Why Waste the Money?
by Steven Chan
17 July 2011
Have you ever wondered why Judas Iscariot betrayed Jesus after having been with Jesus throughout His earthly ministry? Whilst it was true that Judas agreed with the chief priests to accept 30 pieces of silver as his reward for betraying Jesus, what caused Judas to turn against Jesus? This is an important question as we are followers or disciples of Christ and it may also be possible for some of us today to turn our back against Jesus for the same reason as Judas.

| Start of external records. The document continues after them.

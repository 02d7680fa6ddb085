use super::candidate_values;
use crate::arcs::Arc;
use crate::arcs::PropagationContext;
use crate::arcs::ReadDomains;
use crate::arcs::Watch;
use crate::basic_types::PropagationStatus;
use crate::domains::DomainValue;
use crate::domains::SetDomainEvents;
use crate::nodes::SetNodeId;

/// An arc maintaining `a ∩ b = c`.
#[derive(Debug)]
pub struct SetIntersectionArc {
    a: SetNodeId,
    b: SetNodeId,
    c: SetNodeId,
}

impl SetIntersectionArc {
    pub fn new(a: SetNodeId, b: SetNodeId, c: SetNodeId) -> Self {
        SetIntersectionArc { a, b, c }
    }
}

impl<T: DomainValue> Arc<T> for SetIntersectionArc {
    fn name(&self) -> &str {
        "SetIntersection"
    }

    fn watches(&self) -> Vec<Watch> {
        vec![
            Watch::Set(self.a, SetDomainEvents::ANY),
            Watch::Set(self.b, SetDomainEvents::ANY),
            Watch::Set(self.c, SetDomainEvents::ANY),
        ]
    }

    fn propagate(&mut self, context: &mut PropagationContext<'_, T>) -> PropagationStatus {
        for value in candidate_values(context, &[self.a, self.b, self.c]) {
            if context.is_required(self.a, value) && context.is_required(self.b, value) {
                context.require(self.c, value)?;
            }
            if !context.is_possible(self.a, value) || !context.is_possible(self.b, value) {
                context.exclude(self.c, value)?;
            }
            if context.is_required(self.c, value) {
                context.require(self.a, value)?;
                context.require(self.b, value)?;
            }
            if !context.is_possible(self.c, value) {
                // Both operands holding the value would put it in the
                // intersection.
                if context.is_required(self.a, value) {
                    context.exclude(self.b, value)?;
                }
                if context.is_required(self.b, value) {
                    context.exclude(self.a, value)?;
                }
            }
        }
        Ok(())
    }
}
use super::entailed_range;
use crate::arcs::Arc;
use crate::arcs::ArcOperator;
use crate::arcs::PropagationContext;
use crate::arcs::ReadDomains;
use crate::arcs::Watch;
use crate::basic_types::PropagationFailure;
use crate::basic_types::PropagationStatus;
use crate::domains::DomainEvents;
use crate::domains::DomainValue;
use crate::nodes::NodeId;

/// An n-ary arc maintaining `Σ aᵢ·xᵢ op c`.
///
/// Each term is tightened against the slack left by the extreme contributions
/// of all other terms. Zero coefficients are inert.
#[derive(Debug)]
pub struct LinearArc<T> {
    terms: Box<[(T, NodeId)]>,
    op: ArcOperator,
    rhs: T,
}

impl<T: DomainValue> LinearArc<T> {
    pub fn new(terms: impl Into<Box<[(T, NodeId)]>>, op: ArcOperator, rhs: T) -> Self {
        LinearArc {
            terms: terms.into(),
            op,
            rhs,
        }
    }

    /// The contribution range of one term, `a * x` over the current domain of
    /// `x`.
    fn contribution(
        &self,
        context: &PropagationContext<'_, T>,
        coefficient: T,
        node: NodeId,
    ) -> (T, T) {
        let lo = coefficient.mul_sat(context.min(node));
        let hi = coefficient.mul_sat(context.max(node));
        (lo.min_by_order(hi), lo.max_by_order(hi))
    }

    /// Tightens `a * x <= bound` back onto `x`.
    fn limit_above(
        &self,
        context: &mut PropagationContext<'_, T>,
        coefficient: T,
        node: NodeId,
        bound: T,
    ) -> PropagationStatus {
        let zero = T::zero();
        if zero.lt_within(coefficient, context.tolerance()) {
            context.set_max(node, bound.div_down(coefficient))
        } else {
            context.set_min(node, bound.div_up(coefficient))
        }
    }

    /// Tightens `a * x >= bound` back onto `x`.
    fn limit_below(
        &self,
        context: &mut PropagationContext<'_, T>,
        coefficient: T,
        node: NodeId,
        bound: T,
    ) -> PropagationStatus {
        let zero = T::zero();
        if zero.lt_within(coefficient, context.tolerance()) {
            context.set_min(node, bound.div_up(coefficient))
        } else {
            context.set_max(node, bound.div_down(coefficient))
        }
    }
}

impl<T: DomainValue> Arc<T> for LinearArc<T> {
    fn name(&self) -> &str {
        "Linear"
    }

    fn watches(&self) -> Vec<Watch> {
        self.terms
            .iter()
            .map(|&(_, node)| Watch::Scalar(node, DomainEvents::BOUNDS))
            .collect()
    }

    fn propagate(&mut self, context: &mut PropagationContext<'_, T>) -> PropagationStatus {
        let name = Arc::<T>::name(self);
        let zero = T::zero();
        let tolerance = context.tolerance();

        let mut sum_min = zero;
        let mut sum_max = zero;
        for &(coefficient, node) in self.terms.iter() {
            let (lo, hi) = self.contribution(context, coefficient, node);
            sum_min = sum_min.add_sat(lo);
            sum_max = sum_max.add_sat(hi);
        }

        if self.op == ArcOperator::Neq {
            if sum_min.eq_within(sum_max, tolerance) && sum_min.eq_within(self.rhs, tolerance) {
                return Err(PropagationFailure::for_variable(name));
            }
            return Ok(());
        }

        let range = entailed_range(self.op, self.rhs, self.rhs, tolerance);
        for &(coefficient, node) in self.terms.iter() {
            if coefficient.eq_within(zero, tolerance) {
                continue;
            }
            let (lo, hi) = self.contribution(context, coefficient, node);
            if let Some(upper) = range.upper {
                // The slack the other terms leave at their minima.
                let bound = upper.sub_sat(sum_min.sub_sat(lo));
                self.limit_above(context, coefficient, node, bound)?;
            }
            if let Some(lower) = range.lower {
                let bound = lower.sub_sat(sum_max.sub_sat(hi));
                self.limit_below(context, coefficient, node, bound)?;
            }
        }
        Ok(())
    }
}

#[cfg(test)]
mod tests {
    use super::*;
    use crate::test_engine::TestEngine;

    #[test]
    fn slack_limits_each_term() {
        let mut engine: TestEngine<i32> = TestEngine::new();
        let x = engine.new_variable(0, 10);
        let y = engine.new_variable(0, 10);
        // 2x + 3y <= 12
        let _ = engine.add_arc(LinearArc::new(vec![(2, x), (3, y)], ArcOperator::Leq, 12));

        engine.propagate().expect("no empty domains");

        assert_eq!(engine.upper_bound(x), 6);
        assert_eq!(engine.upper_bound(y), 4);
    }

    #[test]
    fn equality_tightens_both_directions() {
        let mut engine: TestEngine<i32> = TestEngine::new();
        let x = engine.new_variable(0, 100);
        let y = engine.new_variable(1, 3);
        // x + 2y = 10
        let _ = engine.add_arc(LinearArc::new(vec![(1, x), (2, y)], ArcOperator::Eq, 10));

        engine.propagate().expect("no empty domains");

        assert_eq!(engine.lower_bound(x), 4);
        assert_eq!(engine.upper_bound(x), 8);
    }

    #[test]
    fn negative_coefficients_flip_the_bound() {
        let mut engine: TestEngine<i32> = TestEngine::new();
        let x = engine.new_variable(-10, 10);
        // -2x <= 6, so x >= -3.
        let _ = engine.add_arc(LinearArc::new(vec![(-2, x)], ArcOperator::Leq, 6));

        engine.propagate().expect("no empty domains");

        assert_eq!(engine.lower_bound(x), -3);
    }

    #[test]
    fn fixed_sum_equal_to_the_forbidden_value_fails() {
        let mut engine: TestEngine<i32> = TestEngine::new();
        let x = engine.new_variable(2, 2);
        let y = engine.new_variable(3, 3);
        let _ = engine.add_arc(LinearArc::new(vec![(1, x), (1, y)], ArcOperator::Neq, 5));

        assert!(engine.propagate().is_err());
    }
}
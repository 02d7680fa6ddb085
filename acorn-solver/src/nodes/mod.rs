//! Graph vertices: a node wraps exactly one domain and accumulates the change
//! delta the graph routes to dependent arcs and external listeners.

mod generic_node;
mod node;

pub use generic_node::GenericIndex;
pub use generic_node::GenericNode;
pub use generic_node::GenericNodeId;
pub use node::BoolNode;
pub use node::Node;
pub use node::NodeId;
pub use node::SetNode;
pub use node::SetNodeId;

Let’s consider the account recorded in the Bible concerning the circumstances that led to Judas betraying Jesus:-
Matt 26:6-16: “And when Jesus was in Bethany at the house of Simon the leper, 7 a woman came to Him having an alabaster flask of very costly fragrant oil, and she poured it on His head as He sat at the table. 8 But when His disciples saw it, they were indignant, saying, “Why this waste? 9 For this fragrant oil might have been sold for much and given to the poor.” 10 But when Jesus was aware of it, He said to them, “Why do you trouble the woman? For she has done a good work for Me. 11 For you have the poor with you always, but Me you do not have always. 12 For in pouring this fragrant oil on My body, she did it for My burial. 13 Assuredly, I say to you, wherever this gospel is preached in the whole world, what this woman has done will also be told as a memorial to her.”
14 Then one of the twelve, called Judas Iscariot, went to the chief priests 15 and said, “What are you willing to give me if I deliver Him to you?” And they counted out to him thirty pieces of silver. 16 So from that time he sought opportunity to betray Him.”
The above account tells us that the disciples protested that a woman had “wasted expensive fragrant oil” by pouring it on the head of Jesus, when in their opinion the oil could have been sold for “much money” and the proceeds thereof “given to the poor”. Although Jesus explained to them that the woman had done a good work for Him, it should be noted that immediately thereafter Judas went to the chief priests to discuss how he may betray Jesus. Could it be that Judas was not pleased with what had transpired?
In Mark 14:5, the bible records that “they criticized her sharply.” According to the account in John 12:4-6 it was Judas who made the statement: “Then one of His disciples, Judas Iscariot, Simon’s son, who would betray Him, said, 5 Why was this fragrant oil not sold for three hundred denarii and given to the poor?” 6 This he said, not that he cared for the poor, but because he was a thief, and had the money box; and he used to take what was put in it.”
We need to know that there is a time for everything under the sun: “For everything there is a season, and a time for every matter under heaven” (Ecc 3:1). Jesus explained to them that they will have opportunities to help the poor but in this particular instance, the woman is anointing Jesus for His burial. We should not fail to honour one at the appropriate opportunity. For instance, those who contributed significantly towards the work of God should be “counted worthy of double honor, especially those who labor in the word and doctrine” (1 Tim 5:17). Unfortunately, we sometimes fail to give the double honor due to those who have worked hard in God’s kingdom because we reason that others are also contributing towards the work! We think we are not showing partiality but effectively we have failed to encourage the ones who should be given double honor as God’s Word requires. Indeed we ought to “rejoice with those who rejoice, and weep with those who weep.”(Rom 12:15)
There will almost be competing requirements for our time and money – and all of them may be good. But we need to determine what would be the most appropriate thing to do at that given time with what we have. In the case of Jesus, He did not seek such anointing all the time although there were a few occasions that this was done for Him. One should not be filled with a sense of dissatisfaction and unhappiness with an act of honour done to person deserving of honor.
More importantly, there is liberty for one to do honour – in this instance the woman chose to honour Jesus with the expensive oil. The disciples could still help the poor but they need not prevent the woman from doing the good that she wants to do for Jesus. Sometimes we expect everyone else to do what we want to do – what we think or feel is the right thing to do! If we feel that way, go ahead and do it but we should not require or demand others to do the same or to criticize their action.
Lets beware of this danger which may cause us later to become dissatisfied and upset and turn our back on Jesus just as Judas did.